Category: NBA Finals (Page 41 of 58)

How the Lakers should match up

All due respect to Radmanomanomanovic and Bill Walton’s kid, but the Lakers don’t have a good small forward, not when Odom is playing power forward and Kobe is at off guard. While one guy can shoot it a little and the other guy is Mr. Intangibles (or so I’m told), they both have major flaws that have been exposed. Radmanovic is lost on defense and Walton can’t hit the open shot consistently, so if I’m Phil Jackson, I’m going small. The Lakers are already at a size disadvantage, so they might as well embrace it and turn it into a real advantage in speed and quickness.

Fish on Rondo
No brainer here. Rondo is a good young point guard, but Fisher is quick enough to keep up with him and strong enough to push him around. For Rondo to win this matchup, he has to stay close to Fisher on the defensive end and limit those open jumpers.

Vujacic on Shuttlesworth
I dislike Sasha as much as the next non-Laker fan, but he’s had a great year shooting the ball and proved in the San Antonio series that he can bother a good shooting guard. At this point, all you have to do is crowd Ray Ray. He’s not going to kill you going to the hole. On the other end of the court, Vujacic can make the C’s pay if they double Kobe or Gasol.

Kobe on Pierce
If Ariza’s good to go, he could replace Vujacic in the lineup, but I think Kobe is up to the challenge of covering Pierce. I’d be leery of using my best offensive player on the opponent’s best offensive player, but if anyone can do it for a series, it’s Kobe. The worry here is Pierce will take him down low, but Kobe is stronger than most people think. Tex Winters said that it’s a little troubling to put Kobe on Ray Allen because Kobe won’t pay enough attention to him. He knows that he can control him off the dribble, so he thinks he can recover and contest the jumper which will give Allen the opportunity to knock a few down. I think you have to keep Kobe engaged on both ends of the court, and asking him to watch Pierce will do that.

Odom on Garnett
KG goes to the block occasionally, but he’s mostly a face up shooter at this point in his career. Physically speaking, Odom is sort of a poor man’s Garnett, so his length can bother KG a bit on the block.

Gasol on Perkins
Gasol did a nice job on Tim Duncan, but I don’t think you want him out on the wing trying to contest Garnett’s jumpers, so his responsibility is to keep Perkins off the glass and provide some help in the lane.

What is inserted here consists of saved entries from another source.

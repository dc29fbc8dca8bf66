//! Generated Java wrapper layer.
//!
//! For each analyzed class the compiler emits a back-end-neutral interface
//! (`<Class>Wrapper`) with one method per input bind, operation, output bind
//! and accessor call, plus one implementation class per target runtime. The
//! rewritten host class holds a `$parallelME` field of the interface type and
//! a constructor that instantiates the ParallelME implementation, falling
//! back to RenderScript when it reports invalid.

use super::*;
use crate::catalog::MethodSemantics;
use crate::ir::{ExecutionType, OperationsAndBinds};
use crate::template::Template;
use std::collections::BTreeSet;

const INTERFACE_TEMPLATE: &str = "<header>\n\n\
     package <packageName>;\n\n\
     <imports>\n\
     public interface <interfaceName> {\n\
     \tpublic boolean isValid();\n\
     <methods>}\n";

const CLASS_TEMPLATE: &str = "<header>\n\n\
     package <packageName>;\n\n\
     <imports>\n\
     public class <className> implements <interfaceName> {\n\
     <classDeclarations>\n\
     \tpublic boolean isValid() {\n\
     \t\t<isValidBody>\n\
     \t}\n\
     <methods>}\n";

const INITIALIZATION_TEMPLATE: &str = "\n\n\
     \tprivate <interfaceName> <objectName>;\n\n\
     \tpublic <className>(RenderScript PM_mRS) {\n\
     \t\tthis.<objectName> = new <preferredClassName>();\n\
     \t\tif (!this.<objectName>.isValid())\n\
     \t\t\tthis.<objectName> = new <fallbackClassName>(PM_mRS);\n\
     \t}\n";

/// Signature of an input-bind wrapper method.
fn input_bind_signature(ctx: &EmitContext<'_>, bind: &InputBind) -> String {
    let kind = ctx
        .catalog
        .collection_kind(&bind.variable.type_name)
        .expect("input binds always target collections");
    let parameters = bind
        .arguments
        .iter()
        .enumerate()
        .map(|(index, argument)| {
            let type_name = ctx
                .catalog
                .creator_parameter_type(kind, bind.variable.type_parameter.as_deref(), index)
                .unwrap_or_else(|| "Object".to_string());
            let name = match argument {
                Parameter::Variable(variable) => variable.name.clone(),
                _ => format!("PM_param{}", index + 1),
            };
            format!("{} {}", type_name, name)
        })
        .collect::<Vec<_>>()
        .join(", ");
    format!("public void {}({})", input_bind_name(bind), parameters)
}

/// Signature of an operation wrapper method. External variables become
/// parameters; non-final externals are single-element arrays so sequential
/// lowering can write back.
fn operation_signature(operation: &Operation) -> String {
    let parameters = operation
        .external_variables
        .iter()
        .map(|external| {
            if external.is_final() {
                format!("{} {}", external.type_name, external.name)
            } else {
                format!("{}[] {}", external.type_name, external.name)
            }
        })
        .collect::<Vec<_>>()
        .join(", ");
    format!("public void {}({})", operation_name(operation), parameters)
}

fn output_bind_signature(bind: &OutputBind) -> String {
    format!(
        "public void {}({} {})",
        output_bind_name(bind),
        bind.destination.type_name,
        bind.destination.name
    )
}

fn method_call_signature(ctx: &EmitContext<'_>, call: &MethodCall) -> String {
    let return_type = match ctx
        .catalog
        .valid_method(&call.variable.type_name, &call.method_name)
    {
        Some(MethodSemantics::Accessor(return_type)) => return_type,
        _ => "void",
    };
    format!("public {} {}()", return_type, method_call_name(call))
}

/// Accessor calls deduplicated by wrapper slot, in first-appearance order.
fn unique_method_calls<'m>(method_calls: &'m [MethodCall]) -> Vec<&'m MethodCall> {
    let mut seen = std::collections::HashSet::new();
    method_calls
        .iter()
        .filter(|call| seen.insert(call.sequence_index))
        .collect()
}

/// Whether any bind or call touches an image collection.
fn uses_images(
    ctx: &EmitContext<'_>,
    operations_and_binds: &OperationsAndBinds,
    method_calls: &[MethodCall],
) -> bool {
    let is_image = |variable: &Variable| {
        matches!(
            ctx.catalog.collection_kind(&variable.type_name),
            Some(CollectionKind::BitmapImage) | Some(CollectionKind::HdrImage)
        )
    };
    operations_and_binds.input_binds.iter().any(|b| is_image(&b.variable))
        || operations_and_binds.output_binds.iter().any(|b| is_image(&b.variable))
        || method_calls.iter().any(|c| is_image(&c.variable))
}

fn render_imports(imports: &BTreeSet<String>) -> String {
    imports
        .iter()
        .map(|import| format!("import {};\n", import))
        .collect()
}

/// The back-end-neutral wrapper interface source.
pub fn interface_source(
    ctx: &EmitContext<'_>,
    operations_and_binds: &OperationsAndBinds,
    method_calls: &[MethodCall],
) -> String {
    let mut template = Template::new(INTERFACE_TEMPLATE);
    template
        .set("header", header_comment())
        .set("packageName", ctx.package_name)
        .set("interfaceName", wrapper_interface_name(ctx.class_name));
    let mut imports = BTreeSet::new();
    if uses_images(ctx, operations_and_binds, method_calls) {
        imports.insert("android.graphics.Bitmap".to_string());
    }
    template.set("imports", render_imports(&imports));
    for bind in &operations_and_binds.input_binds {
        template.push(
            "methods",
            format!("\n\t{};\n", input_bind_signature(ctx, bind)),
        );
    }
    for operation in &operations_and_binds.operations {
        template.push("methods", format!("\n\t{};\n", operation_signature(operation)));
    }
    for bind in &operations_and_binds.output_binds {
        template.push("methods", format!("\n\t{};\n", output_bind_signature(bind)));
    }
    for call in unique_method_calls(method_calls) {
        template.push(
            "methods",
            format!("\n\t{};\n", method_call_signature(ctx, call)),
        );
    }
    template.render()
}
//! The user-library catalog.
//!
//! Enumerates the user-library classes the compiler recognizes, their valid
//! methods, creator shapes and kernel-C type mappings. Built once at startup
//! and passed by reference through every pass — there is no global registry.
//!
//! Unknown type names pass through the catalog untouched: `recognizes`
//! returns false and the compiler leaves the construct alone.

use crate::ir::OperationKind;
use indexmap::IndexMap;

/// What a valid user-library method means to the compiler.
#[derive(Debug, Clone, Copy, PartialEq, Eq)]
pub enum MethodSemantics {
    /// Higher-order operation taking a user function
    Operation(OperationKind),
    /// Materializes the collection back to host data
    OutputBind,
    /// Plain accessor; the wrapper returns a value of the given host type
    Accessor(&'static str),
}

/// The three collection families the back ends know how to lay out.
#[derive(Debug, Clone, Copy, PartialEq, Eq, Hash)]
pub enum CollectionKind {
    /// 2D image backed by an Android bitmap, `float3` elements
    BitmapImage,
    /// 2D RGBE-encoded HDR image, `float4` elements
    HdrImage,
    /// 1D numeric array, element type from the type parameter
    Array,
}

/// One registered user-library class.
#[derive(Debug, Clone)]
pub struct UserLibraryClass {
    /// Whether the class is parametric over an element type
    pub typed: bool,
    /// Collection family, None for element/value classes
    pub collection: Option<CollectionKind>,
    /// Valid methods with their semantics
    pub methods: IndexMap<&'static str, MethodSemantics>,
}

/// Immutable registry of user-library classes.
#[derive(Debug, Clone)]
pub struct UserLibraryCatalog {
    classes: IndexMap<&'static str, UserLibraryClass>,
}

impl UserLibraryCatalog {
    /// Build the fixed registry.
    pub fn new() -> Self {
        let mut classes = IndexMap::new();

        let image_methods = |out: &'static str| {
            let mut methods = IndexMap::new();
            methods.insert("foreach", MethodSemantics::Operation(OperationKind::Foreach));
            methods.insert("map", MethodSemantics::Operation(OperationKind::Map));
            methods.insert(out, MethodSemantics::OutputBind);
            methods.insert("getWidth", MethodSemantics::Accessor("int"));
            methods.insert("getHeight", MethodSemantics::Accessor("int"));
            methods
        };
        classes.insert(
            "BitmapImage",
            UserLibraryClass {
                typed: false,
                collection: Some(CollectionKind::BitmapImage),
                methods: image_methods("toBitmap"),
            },
        );
        classes.insert(
            "HDRImage",
            UserLibraryClass {
                typed: false,
                collection: Some(CollectionKind::HdrImage),
                methods: image_methods("toBitmap"),
            },
        );

        let mut array_methods = IndexMap::new();
        array_methods.insert("foreach", MethodSemantics::Operation(OperationKind::Foreach));
        array_methods.insert("map", MethodSemantics::Operation(OperationKind::Map));
        array_methods.insert("reduce", MethodSemantics::Operation(OperationKind::Reduce));
        array_methods.insert("filter", MethodSemantics::Operation(OperationKind::Filter));
        array_methods.insert("toArray", MethodSemantics::OutputBind);
        array_methods.insert("getLength", MethodSemantics::Accessor("int"));
        classes.insert(
            "Array",
            UserLibraryClass {
                typed: true,
                collection: Some(CollectionKind::Array),
                methods: array_methods,
            },
        );

        for element in ["Pixel", "RGB", "RGBA", "Int16", "Int32", "Float32"] {
            classes.insert(
                element,
                UserLibraryClass {
                    typed: false,
                    collection: None,
                    methods: IndexMap::new(),
                },
            );
        }

        Self { classes }
    }

    /// Whether `type_name` is a user-library class.
    pub fn recognizes(&self, type_name: &str) -> bool {
        self.classes.contains_key(type_name)
    }

    /// The registered class, if any.
    pub fn class(&self, type_name: &str) -> Option<&UserLibraryClass> {
        self.classes.get(type_name)
    }

    /// Whether `type_name` is a collection class.
    pub fn is_collection(&self, type_name: &str) -> bool {
        self.class(type_name)
            .map(|class| class.collection.is_some())
            .unwrap_or(false)
    }

    /// Collection family of `type_name`, if it is a collection class.
    pub fn collection_kind(&self, type_name: &str) -> Option<CollectionKind> {
        self.class(type_name).and_then(|class| class.collection)
    }

    /// Semantics of `method_name` on `type_name`, if valid.
    pub fn valid_method(&self, type_name: &str, method_name: &str) -> Option<MethodSemantics> {
        self.class(type_name)
            .and_then(|class| class.methods.get(method_name).copied())
    }

    /// Kernel-C type for a host or user-library type name. Unknown names
    /// pass through untouched.
    pub fn c_type<'a>(&self, type_name: &'a str) -> &'a str {
        match type_name {
            // Host primitives
            "boolean" => "bool",
            "byte" => "uchar",
            "char" => "char",
            "short" => "short",
            "int" => "int",
            "long" => "long",
            "float" => "float",
            "double" => "double",
            // Boxed primitives
            "Boolean" => "bool",
            "Character" => "char",
            "Short" => "short",
            "Integer" => "int",
            "Long" => "long",
            "Float" => "float",
            "Double" => "double",
            // User-library element types
            "Pixel" => "float3",
            "RGB" => "float3",
            "RGBA" => "float4",
            "Int16" => "short",
            "Int32" => "int",
            "Float32" => "float",
            other => other,
        }
    }

    /// Kernel-C element type of a collection instance.
    pub fn element_c_type<'a>(
        &'a self,
        kind: CollectionKind,
        type_parameter: Option<&'a str>,
    ) -> &'a str {
        match kind {
            CollectionKind::BitmapImage => "float3",
            CollectionKind::HdrImage => "float4",
            CollectionKind::Array => self.c_type(type_parameter.unwrap_or("Float32")),
        }
    }

    /// Host-language primitive behind a numeric box type.
    pub fn java_primitive(&self, type_name: &str) -> Option<&'static str> {
        match type_name {
            "Int16" => Some("short"),
            "Int32" => Some("int"),
            "Float32" => Some("float"),
            _ => None,
        }
    }

    /// Host-language type of the `index`-th creator parameter of a
    /// collection, used for generated wrapper signatures.
    pub fn creator_parameter_type(
        &self,
        kind: CollectionKind,
        type_parameter: Option<&str>,
        index: usize,
    ) -> Option<String> {
        match kind {
            CollectionKind::BitmapImage => (index == 0).then(|| "Bitmap".to_string()),
            CollectionKind::HdrImage => match index {
                0 => Some("byte[]".to_string()),
                1 | 2 => Some("int".to_string()),
                _ => None,
            },
            CollectionKind::Array => (index == 0).then(|| {
                let element = type_parameter
                    .and_then(|param| self.java_primitive(param))
                    .unwrap_or("float");
                format!("{}[]", element)
            }),
        }
    }

    /// Whether `type_name` is a valid user-function element type: a
    /// primitive, a boxed primitive, `Pixel`, or a numeric box class.
    pub fn valid_function_argument_type(&self, type_name: &str) -> bool {
        matches!(
            type_name,
            "boolean"
                | "byte"
                | "char"
                | "short"
                | "int"
                | "long"
                | "float"
                | "double"
                | "Boolean"
                | "Character"
                | "Short"
                | "Integer"
                | "Long"
                | "Float"
                | "Double"
                | "Pixel"
                | "Int16"
                | "Int32"
                | "Float32"
        )
    }
}

impl Default for UserLibraryCatalog {
    fn default() -> Self {
        Self::new()
    }
}

#[cfg(test)]
mod tests {
    use super::*;

    #[test]
    fn test_recognizes_collections_and_elements() {
        let catalog = UserLibraryCatalog::new();
        assert!(catalog.recognizes("BitmapImage"));
        assert!(catalog.recognizes("Array"));
        assert!(catalog.recognizes("Pixel"));
        assert!(!catalog.recognizes("ArrayList"));
        assert!(catalog.is_collection("HDRImage"));
        assert!(!catalog.is_collection("Int32"));
    }

    #[test]
    fn test_valid_methods() {
        let catalog = UserLibraryCatalog::new();
        assert_eq!(
            catalog.valid_method("BitmapImage", "foreach"),
            Some(MethodSemantics::Operation(OperationKind::Foreach))
        );
        assert_eq!(
            catalog.valid_method("Array", "reduce"),
            Some(MethodSemantics::Operation(OperationKind::Reduce))
        );
        assert_eq!(
            catalog.valid_method("Array", "toArray"),
            Some(MethodSemantics::OutputBind)
        );
        assert_eq!(
            catalog.valid_method("BitmapImage", "getWidth"),
            Some(MethodSemantics::Accessor("int"))
        );
        assert_eq!(catalog.valid_method("BitmapImage", "blur"), None);
    }

    #[test]
    fn test_c_type_mapping() {
        let catalog = UserLibraryCatalog::new();
        assert_eq!(catalog.c_type("Pixel"), "float3");
        assert_eq!(catalog.c_type("Int32"), "int");
        assert_eq!(catalog.c_type("Float32"), "float");
        assert_eq!(catalog.c_type("boolean"), "bool");
        assert_eq!(catalog.c_type("SomethingElse"), "SomethingElse");
    }

    #[test]
    fn test_element_c_type() {
        let catalog = UserLibraryCatalog::new();
        assert_eq!(
            catalog.element_c_type(CollectionKind::BitmapImage, None),
            "float3"
        );
        assert_eq!(catalog.element_c_type(CollectionKind::HdrImage, None), "float4");
        assert_eq!(
            catalog.element_c_type(CollectionKind::Array, Some("Int32")),
            "int"
        );
    }

    #[test]
    fn test_creator_parameter_types() {
        let catalog = UserLibraryCatalog::new();
        assert_eq!(
            catalog.creator_parameter_type(CollectionKind::BitmapImage, None, 0),
            Some("Bitmap".to_string())
        );
        assert_eq!(
            catalog.creator_parameter_type(CollectionKind::Array, Some("Int32"), 0),
            Some("int[]".to_string())
        );
        assert_eq!(
            catalog.creator_parameter_type(CollectionKind::HdrImage, None, 2),
            Some("int".to_string())
        );
        assert_eq!(
            catalog.creator_parameter_type(CollectionKind::BitmapImage, None, 1),
            None
        );
    }
}
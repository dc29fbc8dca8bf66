//! Target-neutral code generation definitions.
//!
//! Naming, type mapping, accessor substitution and user-function assembly
//! shared by both target runtimes. Per-target emission lives in
//! [`renderscript`] and [`runtime`]; the generated Java wrapper layer in
//! [`wrapper`]. Dispatch is by plain matching on
//! `(target, collection, operation kind)` — shared behavior is free
//! functions, not base classes.
//!
//! Naming scheme: generated members on the Java side carry a `$` prefix
//! (`$parallelME`, `$imageIn`, `$imageOut`); kernel-scope and generated
//! local names carry `PM_` (`PM_in`, `PM_kernel`, `PM_g1_input`). User
//! functions are `function<n>` and wrapper operation methods `<kind><n>`,
//! numbered in discovery order per class.

pub mod renderscript;
pub mod runtime;
pub mod wrapper;

use crate::catalog::{CollectionKind, UserLibraryCatalog};
use crate::ctrans::CTranslator;
use crate::error::{CompilationError, CompilationResult};
use crate::ir::{
    InputBind, MethodCall, Operation, OperationKind, OutputBind, Parameter, Variable,
};
use crate::template::replace_identifier;

/// A concrete parallel execution target.
#[derive(Debug, Clone, Copy, PartialEq, Eq)]
pub enum TargetRuntime {
    /// GPU-style kernels through the RenderScript dialect
    RenderScript,
    /// The custom C++ runtime reached over JNI
    ParallelME,
}

impl TargetRuntime {
    /// Human-readable runtime name, used in diagnostics.
    pub fn name(self) -> &'static str {
        match self {
            TargetRuntime::RenderScript => "RenderScript",
            TargetRuntime::ParallelME => "ParallelME",
        }
    }

    /// Suffix of the generated wrapper implementation class.
    pub fn class_suffix(self) -> &'static str {
        match self {
            TargetRuntime::RenderScript => "RS",
            TargetRuntime::ParallelME => "PM",
        }
    }
}

/// Shared state for one class's translation.
pub struct EmitContext<'a> {
    pub catalog: &'a UserLibraryCatalog,
    pub c_translator: &'a dyn CTranslator,
    pub package_name: &'a str,
    pub class_name: &'a str,
}

/// Name of the wrapper field injected into the rewritten host class.
pub const OBJECT_NAME: &str = "$parallelME";
/// Prefix for kernel-scope and generated local names.
pub const PREFIX: &str = "PM_";
/// Name of the ScriptC field in RenderScript wrappers.
pub const KERNEL_FIELD: &str = "PM_kernel";
/// Name of the RenderScript context parameter.
pub const RS_CONTEXT: &str = "PM_mRS";

/// Header placed at the top of every generated file.
pub fn header_comment() -> &'static str {
    "/* File generated by the ParallelME compiler. Do not edit. */"
}

pub fn wrapper_interface_name(class_name: &str) -> String {
    format!("{}Wrapper", class_name)
}

pub fn wrapper_class_name(class_name: &str, target: TargetRuntime) -> String {
    format!("{}Wrapper{}", class_name, target.class_suffix())
}

/// Kernel user-function name for operation `number`.
pub fn function_name(number: u32) -> String {
    format!("function{}", number)
}

/// Wrapper method (and driver kernel) name of an operation.
pub fn operation_name(operation: &Operation) -> String {
    format!("{}{}", operation.kind.name(), operation.number)
}

pub fn input_bind_name(bind: &InputBind) -> String {
    format!("inputBind{}", bind.sequence_index)
}

pub fn output_bind_name(bind: &OutputBind) -> String {
    format!("outputBind{}", bind.sequence_index)
}

pub fn method_call_name(call: &MethodCall) -> String {
    format!("{}{}", call.method_name, call.sequence_index)
}

/// Java-side allocation holding a variable's input data.
pub fn variable_in_name(variable: &Variable) -> String {
    format!("${}In", variable.name)
}

/// Java-side allocation holding a variable's working/output data.
pub fn variable_out_name(variable: &Variable) -> String {
    format!("${}Out", variable.name)
}

/// Per-operation global name in kernel files (`PM_g<n>_<what>`).
pub fn operation_global(operation: &Operation, what: &str) -> String {
    format!("{}g{}_{}", PREFIX, operation.number, what)
}

/// Render bind arguments at a call site.
pub fn comma_separated(parameters: &[Parameter]) -> String {
    parameters
        .iter()
        .map(Parameter::call_text)
        .collect::<Vec<_>>()
        .join(", ")
}

/// Kernel-C element type of the collection an operation or bind refers to.
pub fn element_c_type<'c>(catalog: &'c UserLibraryCatalog, variable: &'c Variable) -> &'c str {
    match catalog.collection_kind(&variable.type_name) {
        Some(kind) => catalog.element_c_type(kind, variable.type_parameter.as_deref()),
        None => catalog.c_type(&variable.type_name),
    }
}

/// Whether a target implements an operation kind on a collection family.
///
/// Arrays support all four kinds on both targets; images only `foreach`.
/// Anything else is a recognized method with no translator and fails.
pub fn ensure_supported(
    target: TargetRuntime,
    collection: CollectionKind,
    kind: OperationKind,
) -> CompilationResult<()> {
    match (collection, kind) {
        (CollectionKind::Array, _) => Ok(()),
        (_, OperationKind::Foreach) => Ok(()),
        (_, other) => Err(CompilationError::UnsupportedMethod {
            method: other.name().to_string(),
            target: target.name().to_string(),
        }),
    }
}

/// Renamed kernel parameter names of a user function: `PM_in`, or
/// `PM_in1`/`PM_in2` for the two-argument reduce combiner.
pub fn user_function_parameter_names(operation: &Operation) -> Vec<String> {
    if operation.user_function.arguments.len() == 2 {
        vec![format!("{}in1", PREFIX), format!("{}in2", PREFIX)]
    } else {
        vec![format!("{}in", PREFIX)]
    }
}

/// Apply the accessor substitutions for one user-function variable.
///
/// `Pixel` variables lose their coordinate wrappers (`p.x` → `x`,
/// `p.rgba.red` → `p.s0`, ...); numeric boxes collapse (`n.value` → `n`);
/// primitive and boxed type spellings become their C types.
pub fn translate_variable(catalog: &UserLibraryCatalog, variable_name: &str, type_name: &str, code: &str) -> String {
    match type_name {
        "Pixel" => {
            let code = replace_identifier(code, type_name, catalog.c_type(type_name));
            let code = code.replace(&format!("{}.rgba.red", variable_name), &format!("{}.s0", variable_name));
            let code = code.replace(&format!("{}.rgba.green", variable_name), &format!("{}.s1", variable_name));
            let code = code.replace(&format!("{}.rgba.blue", variable_name), &format!("{}.s2", variable_name));
            let code = code.replace(&format!("{}.rgba.alpha", variable_name), &format!("{}.s3", variable_name));
            let code = code.replace(&format!("{}.x", variable_name), "x");
            code.replace(&format!("{}.y", variable_name), "y")
        }
        "Int16" | "Int32" | "Float32" => {
            let code = replace_identifier(code, type_name, catalog.c_type(type_name));
            code.replace(&format!("{}.value", variable_name), variable_name)
        }
        other => replace_identifier(code, other, catalog.c_type(other)),
    }
}

/// Assemble the translated body of an operation's user function, braces
/// included.
///
/// `foreach` and `map` bodies mutate their element in place, so the
/// generated function returns the (renamed) element; `reduce` and `filter`
/// bodies already return. When `pointer_externals` is set, non-final
/// external variables are rewritten to dereferences so the single-element
/// write-back protocol of sequential lowering works.
pub fn assemble_user_function_body(
    ctx: &EmitContext<'_>,
    operation: &Operation,
    pointer_externals: bool,
) -> String {
    let mut code = operation.user_function.code.clone();
    if matches!(operation.kind, OperationKind::Foreach | OperationKind::Map) {
        if let Some(index) = code.rfind('}') {
            let argument = &operation.user_function.variable_argument().name;
            code = format!("{}\treturn {};\n}}", &code[..index], argument);
        }
    }
    code = ctx.c_translator.translate(&code);
    let renamed = user_function_parameter_names(operation);
    for (argument, new_name) in operation.user_function.arguments.iter().zip(&renamed) {
        code = replace_identifier(&code, &argument.name, new_name);
        code = translate_variable(ctx.catalog, new_name, &argument.type_name, &code);
    }
    if pointer_externals {
        for external in &operation.external_variables {
            if !external.is_final() {
                code = replace_identifier(&code, &external.name, &format!("(*{})", external.name));
            }
        }
    }
    code
}

#[cfg(test)]
mod tests {
    use super::*;
    use crate::ctrans::DefaultCTranslator;
    use crate::ir::{ExecutionType, UserFunction};
    use parallelme_syntax::ast::Modifier;
    use parallelme_syntax::TokenAddress;

    fn catalog() -> UserLibraryCatalog {
        UserLibraryCatalog::new()
    }

    fn variable(name: &str, type_name: &str, modifier: Modifier) -> Variable {
        Variable {
            name: name.to_string(),
            type_name: type_name.to_string(),
            type_parameter: None,
            modifier,
            identifier: 0,
        }
    }

    fn foreach_operation(code: &str) -> Operation {
        Operation {
            variable: variable("image", "BitmapImage", Modifier::None),
            number: 1,
            kind: OperationKind::Foreach,
            user_function: UserFunction {
                code: code.to_string(),
                arguments: vec![variable("pixel", "Pixel", Modifier::None)],
            },
            external_variables: vec![variable("k", "float", Modifier::Final)],
            statement_range: TokenAddress::new(0, 1, 1, 1),
            execution: ExecutionType::Parallel,
        }
    }

    #[test]
    fn test_naming() {
        assert_eq!(wrapper_interface_name("ImageOps"), "ImageOpsWrapper");
        assert_eq!(
            wrapper_class_name("ImageOps", TargetRuntime::RenderScript),
            "ImageOpsWrapperRS"
        );
        assert_eq!(
            wrapper_class_name("ImageOps", TargetRuntime::ParallelME),
            "ImageOpsWrapperPM"
        );
        assert_eq!(function_name(3), "function3");
        let op = foreach_operation("{ }");
        assert_eq!(operation_name(&op), "foreach1");
        assert_eq!(variable_in_name(&op.variable), "$imageIn");
        assert_eq!(variable_out_name(&op.variable), "$imageOut");
        assert_eq!(operation_global(&op, "input"), "PM_g1_input");
    }

    #[test]
    fn test_pixel_substitutions() {
        let code = "p.rgba.red = p.rgba.red * k; p.rgba.alpha = 255; int c = p.x + p.y;";
        let translated = translate_variable(&catalog(), "p", "Pixel", code);
        assert_eq!(
            translated,
            "p.s0 = p.s0 * k; p.s3 = 255; int c = x + y;"
        );
        assert!(!translated.contains(".rgba."));
    }

    #[test]
    fn test_numeric_substitution() {
        let code = "n.value = n.value + 1;";
        assert_eq!(
            translate_variable(&catalog(), "n", "Int32", code),
            "n = n + 1;"
        );
    }

    #[test]
    fn test_assemble_foreach_body_renames_and_returns() {
        let catalog = catalog();
        let translator = DefaultCTranslator;
        let ctx = EmitContext {
            catalog: &catalog,
            c_translator: &translator,
            package_name: "org.sample",
            class_name: "ImageOps",
        };
        let op = foreach_operation("{\n\tpixel.rgba.red = pixel.rgba.red * k;\n}");
        let body = assemble_user_function_body(&ctx, &op, false);
        assert!(body.contains("PM_in.s0 = PM_in.s0 * k;"));
        assert!(body.contains("return PM_in;"));
        assert!(!body.contains("pixel"));
    }

    #[test]
    fn test_assemble_pointer_externals() {
        let catalog = catalog();
        let translator = DefaultCTranslator;
        let ctx = EmitContext {
            catalog: &catalog,
            c_translator: &translator,
            package_name: "org.sample",
            class_name: "ImageOps",
        };
        let mut op = foreach_operation("{\n\tpixel.rgba.red = pixel.rgba.red * k;\n}");
        op.external_variables = vec![variable("k", "float", Modifier::None)];
        let body = assemble_user_function_body(&ctx, &op, true);
        assert!(body.contains("PM_in.s0 * (*k);"));
    }

    #[test]
    fn test_ensure_supported() {
        assert!(ensure_supported(
            TargetRuntime::RenderScript,
            CollectionKind::Array,
            OperationKind::Filter
        )
        .is_ok());
        assert!(ensure_supported(
            TargetRuntime::RenderScript,
            CollectionKind::BitmapImage,
            OperationKind::Foreach
        )
        .is_ok());
        let err = ensure_supported(
            TargetRuntime::ParallelME,
            CollectionKind::BitmapImage,
            OperationKind::Map,
        )
        .unwrap_err();
        assert!(matches!(err, CompilationError::UnsupportedMethod { .. }));
    }
}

I’m sure Jackson will start Radmanovic at small forward, but my money is on the Lakers using this lineup in crunch time (unless Vujacic’s game takes a giant dump). One word of advice for Sasha – do NOT try to take it into the lane. Hit the open jumper or take a dribble or two and pull up. Every time you try to get to the rack you either get your stuff tossed or you throw it away. Now’s not the time to try to develop your penetration game.

The Lakers should push the ball at every opportunity, forcing Perkins and “the Big Two featuring Ray Allen” to hustle back every time down the court. That’ll wear them down and give L.A. an advantage in the fourth quarter.

Some guys just shouldn’t own a NBA team…

…and Grizzlies owner Michael Heisley is one of those guys.

In a Yahoo Sports article, Heisley discusses the trade his team made with the Lakers that sent Pau Gasol (and a second round pick) to L.A. for Kwame Brown, Javaris Crittenton, Marc Gasol and two first round picks. Without the trade, or “donation” as Kobe Bryant calls it, the Lakers would not be in the Finals.

The mere mention of suspicions over Memphis’ motives gets the Grizzlies owner’s voice rising on the telephone, gets him going on the gossip that suggests something unseemly happened on the way to a Lakers renaissance.

Michael Heisley starts to ask, well, who is ripping Minnesota for the Kevin Garnett trade?

Some did rip the Timberwolves for the trade that sent KG to Boston, though I think Kevin McHale did pretty well for himself (and that’s not something I say often). Let’s see, McHale got 23 year-old forward/center Al Jefferson, who averaged 21 points and 11 rebounds in his first season in Minnesota. Jefferson looks like a career double-double guy and a future All-Star. Can Heisley say that about any of the guys he got in the Gasol trade? McHale also got Ryan Gomes (who looks like a solid rotation guy), salary cap flexibility in the form of Theo Ratliff’s expiring contract and two first round picks.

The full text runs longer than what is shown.